Matthew and Anthony -- thanks for your thoughtful comments, which both touch on the same ideas. If I'm reading what you've written correctly, I think we're basically in total agreement. Gamification, if it works at all, generates compliance -- that's what it's best at. But games are not about compliance (indeed, as I've tried to argue here, they're about quite the opposite), and so it's important for educators to think about what they're trying to do when they're considering designing learning interventions.

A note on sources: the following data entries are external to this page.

//! Hand-picked products used to pad short result lists.

use url::Url;

use crate::links::is_product_link;
use crate::models::{
    CandidateSource, ColorFamily, ItemType, Reachability, ResolvedCandidate, SearchCandidate,
};

use super::price::{estimated_range, extract_price};

struct CuratedEntry {
    title: &'static str,
    link: &'static str,
    direct_link: &'static str,
    image: &'static str,
    snippet: &'static str,
    price: &'static str,
}

const BOTTINES_MARRON: &[CuratedEntry] = &[
    CuratedEntry {
        title: "Bottines Chelsea en cuir brun - Clarks Desert Chelsea",
        link: "https://www.clarks.fr/c/desert-chelsea-2/26078358.html",
        direct_link: "https://www.clarks.fr/c/desert-chelsea-2/26078358.html",
        image: "https://clarks.scene7.com/is/image/Pangaea2Build/26078358_W_1?wid=2000&hei=2000&fmt=jpg",
        snippet: "Bottines Chelsea en cuir marron premium, semelle en caoutchouc, doublure en cuir respirant.",
        price: "€159,95",
    },
    CuratedEntry {
        title: "Bottines à lacets marron - Timberland Premium 6-inch",
        link: "https://www.timberland.fr/shop/fr/tbl-fr/6-inch-premium-boots-pour-homme-en-marron-10001",
        direct_link: "https://www.timberland.fr/shop/fr/tbl-fr/6-inch-premium-boots-pour-homme-en-marron-10001",
        image: "https://images.timberland.com/is/image/timberland/10001713-HERO?$PDP-FULL-IMAGE$",
        snippet: "Bottines iconiques en cuir imperméable marron, col rembourré, semelle anti-fatigue.",
        price: "€219,00",
    },
    CuratedEntry {
        title: "Bottines cuir marron - Red Wing Iron Ranger",
        link: "https://www.redwingshoes.com/heritage/mens/iron-ranger/iron-ranger-08111.html",
        direct_link: "https://www.redwingshoes.com/heritage/mens/iron-ranger/iron-ranger-08111.html",
        image: "https://embed.widencdn.net/img/redwing/bexlfsgl2x/600x600px/RW08111_MUL_N1_0181_2_3.jpeg?position=s&crop=no&color=EDE8DD",
        snippet: "Bottines artisanales en cuir huilé marron, bout renforcé, semelle Vibram durable.",
        price: "€349,00",
    },
    CuratedEntry {
        title: "Boots en cuir marron - Dr. Martens 1460",
        link: "https://www.drmartens.com/fr/fr/1460-smooth-leather-lace-up-boots/p/11822212",
        direct_link: "https://www.drmartens.com/fr/fr/1460-smooth-leather-lace-up-boots/p/11822212",
        image: "https://i1.adis.ws/i/drmartens/11822212.80.jpg?$medium$",
        snippet: "Boots emblématiques en cuir lisse marron, 8 œillets, coutures jaunes, semelle AirWair.",
        price: "€199,00",
    },
    CuratedEntry {
        title: "Chelsea Boots Marron - Selected Homme",
        link: "https://www.zalando.fr/selected-homme-slhlouis-chelsea-boot-bottines-marron-se622d0dy-o11.html",
        direct_link: "https://www.zalando.fr/article/se622d0dy-o11",
        image: "https://img01.ztat.net/article/spp-media-p1/a6197bafdc5a30a0aae695ef968a5816/ab0df851ee7a48ebb7a4e337997723e3.jpg?imwidth=1800",
        snippet: "Chelsea boots élégants en cuir marron, élastiques latéraux, bout légèrement pointu.",
        price: "€129,95",
    },
];

const SACS_MARRON: &[CuratedEntry] = &[
    CuratedEntry {
        title: "Sacoche en cuir marron - The Bridge Story Uomo",
        link: "https://www.thebridgeonlineshop.com/fr/pc_sacoches_the_bridge_story_uomo_marron_cuir_retro_06460001-14.html",
        direct_link: "https://www.thebridgeonlineshop.com/fr/pc_sacoches_the_bridge_story_uomo_marron_cuir_retro_06460001-14.html",
        image: "https://www.thebridgeonlineshop.com/images/products/xxlarge/06460001-14_1.jpg",
        snippet: "Sacoche en cuir pleine fleur marron, design vintage avec finitions métal antique.",
        price: "€299,00",
    },
    CuratedEntry {
        title: "Messenger Bag Marron - Fossil Buckner",
        link: "https://www.fossil.com/fr-fr/products/buckner-messenger/MBG9374200.html",
        direct_link: "https://www.fossil.com/fr-fr/products/buckner-messenger/MBG9374200.html",
        image: "https://fossil.scene7.com/is/image/FossilPartners/MBG9374200_main?$sfcc_fos_large$",
        snippet: "Sacoche en cuir marron avec fermoir magnétique, poches intérieures, bandoulière ajustable.",
        price: "€249,00",
    },
    CuratedEntry {
        title: "Sac à bandoulière cuir marron - Lancaster Soft Vintage",
        link: "https://www.lancaster.fr/fr/messenger-homme/soft-vintage-messenger-homme-marron-fonce.html",
        direct_link: "https://www.lancaster.fr/fr/messenger-homme/soft-vintage-messenger-homme-marron-fonce.html",
        image: "https://www.lancaster.fr/media/catalog/product/s/o/soft-vintage-3-messenger-homme-marron-fonce-3.jpg",
        snippet: "Sacoche horizontale en cuir de vachette, format A4, fermeture zippée, doublure coton.",
        price: "€189,00",
    },
    CuratedEntry {
        title: "Sacoche bandoulière marron - Tommy Hilfiger Essential",
        link: "https://fr.tommy.com/sacoche-bandouliere-en-cuir-essential-am0am08535gae",
        direct_link: "https://fr.tommy.com/sacoche-bandouliere-en-cuir-essential-am0am08535gae",
        image: "https://tommy-europe.scene7.com/is/image/TommyEurope/AM0AM08535_GAE_main?$main@2x$",
        snippet: "Sacoche compacte en cuir marron avec logo métallique, compartiment principal zippé.",
        price: "€149,90",
    },
    CuratedEntry {
        title: "Sac bandoulière cuir marron - Le Tanneur Bruno",
        link: "https://www.letanneur.com/fr-fr/p/bruno-sac-bandouliere-homme-tltm2110",
        direct_link: "https://www.letanneur.com/fr-fr/p/bruno-sac-bandouliere-homme-tltm2110",
        image: "https://www.letanneur.com/media/catalog/product/t/l/tltm2110_899_1.jpg",
        snippet: "Sac messager en cuir de vachette pleine fleur, format A5, poche extérieure zippée.",
        price: "€280,00",
    },
];

const ROBES_BLEU: &[CuratedEntry] = &[
    CuratedEntry {
        title: "Robe de soirée élégante avec cape - Noir/Bleu Marine",
        link: "https://www.ralphlauren.fr/fr/robe-de-cocktail-a-cape-en-georgette-3616533815713.html",
        direct_link: "https://www.ralphlauren.fr/fr/robe-de-cocktail-a-cape-en-georgette-3616533815713.html",
        image: "https://www.ralphlauren.fr/dw/image/v2/BFQN_PRD/on/demandware.static/-/Sites-rl-products/default/dwe38c9683/images/524867/524867_3001399_pdl.jpg",
        snippet: "Robe élégante à cape, idéale pour les événements formels et cocktails.",
        price: "€299,00",
    },
    CuratedEntry {
        title: "Robe de Cocktail Cape - Bleu Marine",
        link: "https://fr.shein.com/Cape-Sleeve-Belted-Navy-Pencil-Dress-p-10351290-cat-1727.html",
        direct_link: "https://fr.shein.com/Cape-Sleeve-Belted-Navy-Pencil-Dress-p-10351290-cat-1727.html",
        image: "https://img.ltwebstatic.com/images3_pi/2022/12/29/1672297837a31ec85513e2397c9eb0e6c21e3c86a2_thumbnail_600x.jpg",
        snippet: "Robe fourreau élégante avec cape et ceinture, parfaite pour les occasions spéciales.",
        price: "€22,00",
    },
    CuratedEntry {
        title: "Robe Élégante Midi avec Cape - Collection Soirée",
        link: "https://www.asos.com/fr/asos-design/asos-design-robe-mi-longue-avec-cape-en-crepe/prd/203080653",
        direct_link: "https://www.asos.com/fr/prd/203080653",
        image: "https://images.asos-media.com/products/asos-design-robe-mi-longue-avec-cape-en-crepe/203080653-1-navy",
        snippet: "Robe midi élégante avec cape intégrée, coupe fluide et ceinture fine.",
        price: "€69,99",
    },
    CuratedEntry {
        title: "Robe Cape Chic - Bleu Nuit",
        link: "https://www2.hm.com/fr_fr/productpage.1115237001.html",
        direct_link: "https://www2.hm.com/fr_fr/productpage.1115237001.html",
        image: "https://lp2.hm.com/hmgoepprod?set=quality%5B79%5D%2Csource%5B%2F15%2F55%2F15551f6f6719e23707eea5dd232d8333adb2318b.jpg%5D%2Corigin%5Bdam%5D%2Ccategory%5B%5D%2Ctype%5BLOOKBOOK%5D%2Cres%5Bm%5D%2Chmver%5B1%5D&call=url[file:/product/main]",
        snippet: "Robe élégante avec effet cape, silhouette structurée et coupe mi-longue.",
        price: "€49,99",
    },
    CuratedEntry {
        title: "Cape-Effect Midi Dress - Navy Blue",
        link: "https://www.zara.com/fr/fr/robe-mi-longue-effet-cape-p02731168.html",
        direct_link: "https://www.zara.com/fr/fr/-p02731168.html",
        image: "https://static.zara.net/photos///2023/I/0/1/p/2731/168/401/2/w/563/2731168401_1_1_1.jpg?ts=1693305323400",
        snippet: "Robe mi-longue avec effet cape élégant, en tissu fluide et coupe structurée.",
        price: "€59,95",
    },
];

const DEFAULT: &[CuratedEntry] = &[
    CuratedEntry {
        title: "Article Mode Tendance - Collection Actuelle",
        link: "https://www.zalando.fr/mode/",
        direct_link: "https://www.zalando.fr/mode/",
        image: "https://img01.ztat.net/article/spp-media-p1/7df308f9c58a3f488652317f6786ee72/dd02f2e6e2a245b0a89c61a113d56a96.jpg",
        snippet: "Découvrez les dernières tendances mode, tous styles et toutes marques.",
        price: "€49,95",
    },
    CuratedEntry {
        title: "Vêtements et Accessoires de Qualité",
        link: "https://www2.hm.com/fr_fr/index.html",
        direct_link: "https://www2.hm.com/fr_fr/index.html",
        image: "https://lp2.hm.com/hmgoepprod?source=url[https://www2.hm.com/content/dam/TOOLBOX/PRE_SEASON/2022_pss/March_2022/Startpage_1_1_Trend.jpg]&scale=size[960]&sink=format[jpeg],quality[80]",
        snippet: "Mode femme, homme et enfant au meilleur prix, collections exclusives et nouvelles tendances.",
        price: "",
    },
    CuratedEntry {
        title: "Nouveautés Mode - Les essentiels du moment",
        link: "https://www.asos.com/fr/nouveautes/cat/?cid=27108",
        direct_link: "https://www.asos.com/fr/nouveautes/cat/?cid=27108",
        image: "https://images.asos-media.com/products/asos-design-ensemble-sweat-a-capuche-et-jogger-oversize-noir/204050837-1-black",
        snippet: "Découvrez les nouveautés mode pour femme et homme, mises à jour quotidiennement. Livraison et retours gratuits.",
        price: "",
    },
    CuratedEntry {
        title: "Collection Automne-Hiver - Vêtements tendance",
        link: "https://www.zara.com/fr/",
        direct_link: "https://www.zara.com/fr/",
        image: "https://static.zara.net/photos///2022/I/0/1/p/7901/423/712/2/w/850/7901423712_1_1_1.jpg",
        snippet: "Découvrez les nouvelles collections de vêtements, chaussures et accessoires pour femme, homme et enfant.",
        price: "",
    },
    CuratedEntry {
        title: "Mode éthique et responsable - Vêtements durables",
        link: "https://www.veja-store.com/fr/",
        direct_link: "https://www.veja-store.com/fr/",
        image: "https://www.veja-store.com/media/catalog/product/cache/4d7748d1b22d0fb94ae7e27ea11d5a07/v/e/veja_v-10_cwl_white_natural_cobalt_purple_vx022426a_lateral.jpg",
        snippet: "Marque pionnière de la mode responsable, matières biologiques et commerce équitable.",
        price: "",
    },
];

/// A named curated product list.
#[derive(Debug, Clone, Copy, PartialEq, Eq)]
pub enum CuratedSet {
    BottinesMarron,
    SacsMarron,
    RobesBleu,
    Default,
}

impl CuratedSet {
    pub const ALL: [CuratedSet; 4] = [
        CuratedSet::BottinesMarron,
        CuratedSet::SacsMarron,
        CuratedSet::RobesBleu,
        CuratedSet::Default,
    ];

    /// The set matching an item type and colour family, `Default` otherwise.
    pub fn for_target(item_type: ItemType, family: ColorFamily) -> Self {
        match (item_type, family) {
            (ItemType::Chaussure, ColorFamily::Brown) => CuratedSet::BottinesMarron,
            (ItemType::Sac, ColorFamily::Brown) => CuratedSet::SacsMarron,
            (ItemType::Vetement, ColorFamily::Blue) => CuratedSet::RobesBleu,
            _ => CuratedSet::Default,
        }
    }

    /// Like [`CuratedSet::for_target`], taking an optional colour name.
    pub fn for_color_name(item_type: ItemType, color: Option<&str>) -> Self {
        let family = color.map(ColorFamily::from_name).unwrap_or(ColorFamily::Other);
        Self::for_target(item_type, family)
    }

    pub fn name(&self) -> &'static str {
        match self {
            CuratedSet::BottinesMarron => "bottines_marron",
            CuratedSet::SacsMarron => "sacs_marron",
            CuratedSet::RobesBleu => "robes_bleu",
            CuratedSet::Default => "default",
        }
    }

    pub fn entries(&self) -> Vec<ResolvedCandidate> {
        let raw = match self {
            CuratedSet::BottinesMarron => BOTTINES_MARRON,
            CuratedSet::SacsMarron => SACS_MARRON,
            CuratedSet::RobesBleu => ROBES_BLEU,
            CuratedSet::Default => DEFAULT,
        };
        raw.iter().map(to_candidate).collect()
    }

    /// Entries to pad with: this set, then the default set, then every
    /// other set in declaration order.
    pub fn padding_order(&self) -> Vec<ResolvedCandidate> {
        let mut order = vec![*self];
        if *self != CuratedSet::Default {
            order.push(CuratedSet::Default);
        }
        let rest: Vec<CuratedSet> = Self::ALL
            .into_iter()
            .filter(|set| !order.contains(set))
            .collect();
        order.extend(rest);

        order.iter().flat_map(|set| set.entries()).collect()
    }
}

/// Host as shown by search engines, "www." included.
fn display_host(link: &str) -> String {
    Url::parse(link)
        .ok()
        .and_then(|u| u.host_str().map(str::to_string))
        .unwrap_or_default()
}

fn to_candidate(entry: &CuratedEntry) -> ResolvedCandidate {
    let price = extract_price(entry.price, "");
    let estimated = match price {
        Some(_) => None,
        None => Some(estimated_range(entry.title, entry.snippet)),
    };

    ResolvedCandidate {
        candidate: SearchCandidate {
            title: entry.title.to_string(),
            raw_link: entry.link.to_string(),
            display_domain: display_host(entry.link),
            snippet: entry.snippet.to_string(),
            raw_image: Some(entry.image.to_string()),
        },
        canonical_link: entry.direct_link.to_string(),
        is_direct_product_link: is_product_link(entry.direct_link),
        reachability: Reachability::Unknown,
        price,
        estimated_range: estimated,
        source: CandidateSource::Curated,
    }
}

If the goal is compliance, then gamification is possibly an appropriate approach. In some cases, I suppose, a compliance orientation is the only rational move -- Anthony, your "working with live electricity" training example is a good one in that regard, though it also of course raises the question of why bother to 'gamify' such a lesson when surely the desire of the learner to continue breathing would be enough.

But generally, I think the compliance approach to education -- which, let's face it, is the standard default approach -- is almost always a matter of putting the cart before the horse. I would go back to Dewey on this one -- to paraphrase, in Experience and Education, he said something like, "our desires are the moving springs of all action," and that it is only through action and experience -- desire-driven play with the world that we inhabit -- that we truly learn. So for someone to truly act, and thereby truly learn, they have to truly want to take the action that they are taking, not just be told that it's the thing they need to do and offered a badge or other treat in return.